(Supplied material)

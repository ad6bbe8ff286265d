use std::{
    error::Error,
    fmt::{Display, Formatter},
};

#[derive(Debug, Clone, Copy)]
pub struct PropMapError {
    pub msg: &'static str,
}

impl Display for PropMapError {
    fn fmt(&self, f: &mut Formatter) -> Result<(), std::fmt::Error> {
        write!(f, "{}", self.msg)
    }
}

impl Error for PropMapError {}

/// Result alias used at the tooling seams of this crate.
pub type PropMapResult<T> = Result<T, Box<dyn Error>>;
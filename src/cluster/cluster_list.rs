use crate::{
    cluster::PropertyCluster,
    property::Property,
    viewport::{Viewport, DEFAULT_LATITUDE_DELTA},
};
use serde::Serialize;

/// Reference latitude span used to translate the pixel radius into degrees. A radius of
/// `radius` pixels covers `radius / 500` of the viewport's latitude span.
const PIXEL_SCALE: f64 = 500.0;

/**
 * Tuning knobs for a clustering pass.
 */
#[derive(Debug, Clone, Copy, PartialEq, Serialize)]
pub struct ClusterConfig {
    /// Grouping radius in pixel-equivalent units. The same pixel radius groups the same
    /// perceived screen area at every zoom level.
    pub radius: f64,
    /// The smallest group drawn as an aggregate marker. Smaller groups stay individual markers.
    pub min_cluster_size: usize,
    /// Latitude spans below this are considered zoomed in far enough that markers are already
    /// visually separated, and clustering is skipped outright.
    pub max_clustering_delta: f64,
}

impl Default for ClusterConfig {
    fn default() -> Self {
        ClusterConfig {
            radius: 60.0,
            min_cluster_size: 2,
            max_clustering_delta: 0.01,
        }
    }
}

/**
 * The clusters for one pass over the visible set, with the pass parameters that produced them.
 *
 * A list is recomputed from scratch whenever the visible set or the viewport changes; clusters
 * are never patched incrementally, so they can never go stale against their inputs.
 */
#[derive(Debug, Clone, PartialEq, Serialize)]
pub struct ClusterList {
    /// The grouping distance in degrees this pass used.
    pub threshold: f64,
    /// The clusters, in seed order. Empty when the view is zoomed in past the clustering cutoff.
    pub clusters: Vec<PropertyCluster>,
}

impl ClusterList {
    /**
     * Run a clustering pass over the visible listings.
     *
     * The pixel radius converts to a degree threshold against the viewport's latitude span, so
     * cluster tightness tracks the zoom level. With no viewport established yet, the default
     * span applies.
     *
     * #Arguments
     * * visible - the listings currently in the viewport.
     * * viewport - the active viewport, if the map has reported one.
     * * config - the pass parameters.
     */
    pub fn from_visible(
        visible: &[Property],
        viewport: Option<&Viewport>,
        config: &ClusterConfig,
    ) -> Self {
        let latitude_delta = viewport
            .map(|v| v.latitude_delta)
            .unwrap_or(DEFAULT_LATITUDE_DELTA);

        let threshold = latitude_delta * (config.radius / PIXEL_SCALE);

        // Past the cutoff, individual markers are spread out enough on screen that aggregate
        // markers would only obscure them.
        if latitude_delta < config.max_clustering_delta {
            return ClusterList {
                threshold,
                clusters: vec![],
            };
        }

        let clusters =
            PropertyCluster::group_visible(visible, threshold, config.min_cluster_size);

        log::debug!(
            "clustered {} visible listings into {} clusters at threshold {:.6}",
            visible.len(),
            clusters.len(),
            threshold,
        );

        ClusterList {
            threshold,
            clusters,
        }
    }

    /// The number of clusters in the list.
    pub fn len(&self) -> usize {
        self.clusters.len()
    }

    /// Is the list empty?
    pub fn is_empty(&self) -> bool {
        self.clusters.is_empty()
    }
}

(End Supplied material)

Transcribe the records in full, keeping every character as it is.

repository ad6bbe8ff286265d
use std::{
    error::Error,
    fmt::{Display, Formatter},
};

#[derive(Debug, Clone, Copy)]
pub struct PropMapError {
    pub msg: &'static str,
}

impl Display for PropMapError {
    fn fmt(&self, f: &mut Formatter) -> Result<(), std::fmt::Error> {
        write!(f, "{}", self.msg)
    }
}

impl Error for PropMapError {}

/// Result alias used at the tooling seams of this crate.
pub type PropMapResult<T> = Result<T, Box<dyn Error>>;
filename src/cluster/cluster_list.rs
use crate::{
    cluster::PropertyCluster,
    property::Property,
    viewport::{Viewport, DEFAULT_LATITUDE_DELTA},
};
use serde::Serialize;

/// Reference latitude span used to translate the pixel radius into degrees. A radius of
/// `radius` pixels covers `radius / 500` of the viewport's latitude span.
const PIXEL_SCALE: f64 = 500.0;

/**
 * Tuning knobs for a clustering pass.
 */
#[derive(Debug, Clone, Copy, PartialEq, Serialize)]
pub struct ClusterConfig {
    /// Grouping radius in pixel-equivalent units. The same pixel radius groups the same
    /// perceived screen area at every zoom level.
    pub radius: f64,
    /// The smallest group drawn as an aggregate marker. Smaller groups stay individual markers.
    pub min_cluster_size: usize,
    /// Latitude spans below this are considered zoomed in far enough that markers are already
    /// visually separated, and clustering is skipped outright.
    pub max_clustering_delta: f64,
}

impl Default for ClusterConfig {
    fn default() -> Self {
        ClusterConfig {
            radius: 60.0,
            min_cluster_size: 2,
            max_clustering_delta: 0.01,
        }
    }
}

/**
 * The clusters for one pass over the visible set, with the pass parameters that produced them.
 *
 * A list is recomputed from scratch whenever the visible set or the viewport changes; clusters
 * are never patched incrementally, so they can never go stale against their inputs.
 */
#[derive(Debug, Clone, PartialEq, Serialize)]
pub struct ClusterList {
    /// The grouping distance in degrees this pass used.
    pub threshold: f64,
    /// The clusters, in seed order. Empty when the view is zoomed in past the clustering cutoff.
    pub clusters: Vec<PropertyCluster>,
}

impl ClusterList {
    /**
     * Run a clustering pass over the visible listings.
     *
     * The pixel radius converts to a degree threshold against the viewport's latitude span, so
     * cluster tightness tracks the zoom level. With no viewport established yet, the default
     * span applies.
     *
     * #Arguments
     * * visible - the listings currently in the viewport.
     * * viewport - the active viewport, if the map has reported one.
     * * config - the pass parameters.
     */
    pub fn from_visible(
        visible: &[Property],
        viewport: Option<&Viewport>,
        config: &ClusterConfig,
    ) -> Self {
        let latitude_delta = viewport
            .map(|v| v.latitude_delta)
            .unwrap_or(DEFAULT_LATITUDE_DELTA);

        let threshold = latitude_delta * (config.radius / PIXEL_SCALE);

        // Past the cutoff, individual markers are spread out enough on screen that aggregate
        // markers would only obscure them.
        if latitude_delta < config.max_clustering_delta {
            return ClusterList {
                threshold,
                clusters: vec![],
            };
        }

        let clusters =
            PropertyCluster::group_visible(visible, threshold, config.min_cluster_size);

        log::debug!(
            "clustered {} visible listings into {} clusters at threshold {:.6}",
            visible.len(),
            clusters.len(),
            threshold,
        );

        ClusterList {
            threshold,
            clusters,
        }
    }

    /// The number of clusters in the list.
    pub fn len(&self) -> usize {
        self.clusters.len()
    }

    /// Is the list empty?
    pub fn is_empty(&self) -> bool {
        self.clusters.is_empty()
    }
}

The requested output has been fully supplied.